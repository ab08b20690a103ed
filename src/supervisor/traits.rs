//! Collaborator interfaces for the autonomous supervisor
//!
//! The supervisor delegates artifact production to an external remediation
//! worker and escalation delivery to an external notifier. Both are opaque
//! async collaborators; no-op implementations exist for tests and for
//! running without either wired up.

use async_trait::async_trait;
use serde::{Deserialize, Serialize};

use crate::domain::guarantee::GuaranteeResult;
use crate::error::Result;

/// Terminal status reported by a remediation worker
#[derive(Debug, Clone, Copy, PartialEq, Eq, Serialize, Deserialize)]
#[serde(rename_all = "lowercase")]
pub enum RemediationStatus {
    /// Worker believes the missing deliverables were produced
    Done,
    /// Worker gave up
    Failed,
}

/// External delegated agent scoped to produce exactly the deliverables the
/// failed guarantees identified as missing
#[async_trait]
pub trait RemediationWorker: Send + Sync {
    /// Attempt remediation; the supervisor bounds the wait with a timeout
    async fn remediate(
        &self,
        execution_id: &str,
        gate_id: &str,
        missing: &[GuaranteeResult],
    ) -> Result<RemediationStatus>;
}

/// One guarantee-evaluation attempt in the supervisor's history
#[derive(Debug, Clone, PartialEq, Serialize, Deserialize)]
pub struct AttemptRecord {
    /// 1-based attempt number
    pub attempt: u32,
    /// What phase of the algorithm this attempt belonged to
    pub kind: AttemptKind,
    /// Whether all required guarantees passed
    pub passed: bool,
    /// Every guarantee result from this attempt
    pub results: Vec<GuaranteeResult>,
    /// Unix timestamp in milliseconds
    pub at: i64,
}

/// Which step of the supervisor algorithm produced an attempt
#[derive(Debug, Clone, Copy, PartialEq, Eq, Serialize, Deserialize)]
#[serde(rename_all = "snake_case")]
pub enum AttemptKind {
    /// First evaluation on entry
    Initial,
    /// Re-evaluation after the fixed inter-retry delay
    Retry,
    /// The single re-check after remediation
    PostRemediation,
}

/// Escalation payload handed to the notification collaborator
#[derive(Debug, Clone, PartialEq, Serialize, Deserialize)]
pub struct EscalationEvent {
    pub execution_id: String,
    pub gate_id: String,
    /// Required guarantees still failing at exhaustion, with evidence
    pub failed_guarantees: Vec<GuaranteeResult>,
    /// Full attempt history, remediation re-check included
    pub attempts: Vec<AttemptRecord>,
}

/// Receives escalation events; delivery mechanics are outside the core
#[async_trait]
pub trait Notifier: Send + Sync {
    async fn escalate(&self, event: EscalationEvent) -> Result<()>;
}

/// Worker that never remediates anything
pub struct NoOpRemediationWorker;

#[async_trait]
impl RemediationWorker for NoOpRemediationWorker {
    async fn remediate(
        &self,
        _execution_id: &str,
        _gate_id: &str,
        _missing: &[GuaranteeResult],
    ) -> Result<RemediationStatus> {
        Ok(RemediationStatus::Failed)
    }
}

/// Notifier that drops events on the floor
pub struct NoOpNotifier;

#[async_trait]
impl Notifier for NoOpNotifier {
    async fn escalate(&self, _event: EscalationEvent) -> Result<()> {
        Ok(())
    }
}
//! Skill instance tracking
//!
//! A SkillInstance is the engine's record of one unit of work. The work
//! itself happens outside the engine; an external actor reports it back as
//! completed, failed, or skipped.

use serde::{Deserialize, Serialize};

use crate::domain::definition::SkillRef;
use crate::id::now_ms;

/// Runtime record of a single skill within an execution
#[derive(Debug, Clone, Serialize, Deserialize, PartialEq)]
pub struct SkillInstance {
    /// Skill identifier from the definition
    pub id: String,
    /// Human-readable name from the definition
    pub name: String,
    /// Whether the phase requires this skill to reach a terminal state
    pub required: bool,
    /// Current status
    pub status: SkillStatus,
    /// Set when the skill first leaves `pending`
    pub started_at: Option<i64>,
    /// Set when the skill reaches a terminal state
    pub completed_at: Option<i64>,
    /// Reported result; present for completed and failed skills
    pub outcome: Option<SkillOutcome>,
    /// Non-empty reason; present iff status is `skipped`
    pub skip_reason: Option<String>,
    /// Number of reworks after a gate rejection (0 for first pass)
    #[serde(default)]
    pub revision: u32,
}

/// Status of a skill instance
#[derive(Debug, Clone, Copy, PartialEq, Eq, Serialize, Deserialize)]
#[serde(rename_all = "lowercase")]
pub enum SkillStatus {
    /// Not yet reported on
    Pending,
    /// Reported in progress
    Active,
    /// Reported done with an outcome
    Completed,
    /// Deliberately not performed; carries a reason, produces no deliverable
    Skipped,
    /// Reported failed with an outcome
    Failed,
}

impl SkillStatus {
    /// Returns true if the skill has reached a terminal state
    pub fn is_terminal(&self) -> bool {
        matches!(
            self,
            SkillStatus::Completed | SkillStatus::Skipped | SkillStatus::Failed
        )
    }
}

/// Reported result of a performed skill
#[derive(Debug, Clone, Copy, Serialize, Deserialize, PartialEq)]
pub struct SkillOutcome {
    /// Whether the performer considers the work successful
    pub success: bool,
    /// Quality score in 0..=1
    pub score: f64,
}

impl SkillInstance {
    /// Instantiate a pending skill from its definition reference
    pub fn from_ref(skill_ref: &SkillRef) -> Self {
        Self {
            id: skill_ref.id.clone(),
            name: skill_ref.name.clone(),
            required: skill_ref.required,
            status: SkillStatus::Pending,
            started_at: None,
            completed_at: None,
            outcome: None,
            skip_reason: None,
            revision: 0,
        }
    }

    /// Record a completion or failure outcome
    pub fn record_outcome(&mut self, outcome: SkillOutcome) {
        let now = now_ms();
        if self.started_at.is_none() {
            self.started_at = Some(now);
        }
        // Rework of an already-terminal skill layers a new revision on top
        if self.status.is_terminal() {
            self.revision += 1;
        }
        self.status = if outcome.success {
            SkillStatus::Completed
        } else {
            SkillStatus::Failed
        };
        self.outcome = Some(outcome);
        self.skip_reason = None;
        self.completed_at = Some(now);
    }

    /// Record a skip with its reason
    pub fn record_skip(&mut self, reason: &str) {
        let now = now_ms();
        if self.started_at.is_none() {
            self.started_at = Some(now);
        }
        self.status = SkillStatus::Skipped;
        self.skip_reason = Some(reason.to_string());
        self.outcome = None;
        self.completed_at = Some(now);
    }
}

#[cfg(test)]
mod tests {
    use super::*;

    fn sample_ref() -> SkillRef {
        SkillRef {
            id: "s1".to_string(),
            name: "Write design doc".to_string(),
            required: true,
            content_handle: None,
        }
    }

    #[test]
    fn test_skill_status_is_terminal() {
        assert!(SkillStatus::Completed.is_terminal());
        assert!(SkillStatus::Skipped.is_terminal());
        assert!(SkillStatus::Failed.is_terminal());
        assert!(!SkillStatus::Pending.is_terminal());
        assert!(!SkillStatus::Active.is_terminal());
    }

    #[test]
    fn test_from_ref_starts_pending() {
        let skill = SkillInstance::from_ref(&sample_ref());
        assert_eq!(skill.id, "s1");
        assert_eq!(skill.status, SkillStatus::Pending);
        assert!(skill.required);
        assert!(skill.started_at.is_none());
        assert!(skill.outcome.is_none());
        assert_eq!(skill.revision, 0);
    }

    #[test]
    fn test_record_outcome_success() {
        let mut skill = SkillInstance::from_ref(&sample_ref());
        skill.record_outcome(SkillOutcome {
            success: true,
            score: 0.9,
        });
        assert_eq!(skill.status, SkillStatus::Completed);
        assert!(skill.started_at.is_some());
        assert!(skill.completed_at.is_some());
        assert_eq!(skill.outcome.unwrap().score, 0.9);
        assert_eq!(skill.revision, 0);
    }

    #[test]
    fn test_record_outcome_failure() {
        let mut skill = SkillInstance::from_ref(&sample_ref());
        skill.record_outcome(SkillOutcome {
            success: false,
            score: 0.2,
        });
        assert_eq!(skill.status, SkillStatus::Failed);
    }

    #[test]
    fn test_rework_bumps_revision() {
        let mut skill = SkillInstance::from_ref(&sample_ref());
        skill.record_outcome(SkillOutcome {
            success: true,
            score: 0.5,
        });
        skill.record_outcome(SkillOutcome {
            success: true,
            score: 0.95,
        });
        assert_eq!(skill.revision, 1);
        assert_eq!(skill.outcome.unwrap().score, 0.95);
    }

    #[test]
    fn test_record_skip_sets_reason() {
        let mut skill = SkillInstance::from_ref(&sample_ref());
        skill.record_skip("blocked by external dependency");
        assert_eq!(skill.status, SkillStatus::Skipped);
        assert_eq!(
            skill.skip_reason.as_deref(),
            Some("blocked by external dependency")
        );
        assert!(skill.outcome.is_none());
    }

    #[test]
    fn test_skill_serialization_roundtrip() {
        let mut skill = SkillInstance::from_ref(&sample_ref());
        skill.record_outcome(SkillOutcome {
            success: true,
            score: 1.0,
        });
        let json = serde_json::to_string(&skill).unwrap();
        let parsed: SkillInstance = serde_json::from_str(&json).unwrap();
        assert_eq!(parsed, skill);
    }

    #[test]
    fn test_status_serialization() {
        assert_eq!(
            serde_json::to_string(&SkillStatus::Skipped).unwrap(),
            "\"skipped\""
        );
        assert_eq!(
            serde_json::to_string(&SkillStatus::Completed).unwrap(),
            "\"completed\""
        );
    }
}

-----

> _Your assignment_
Please state only the number of lines above that hold the string "AttemptRecord".

> _Your response_
2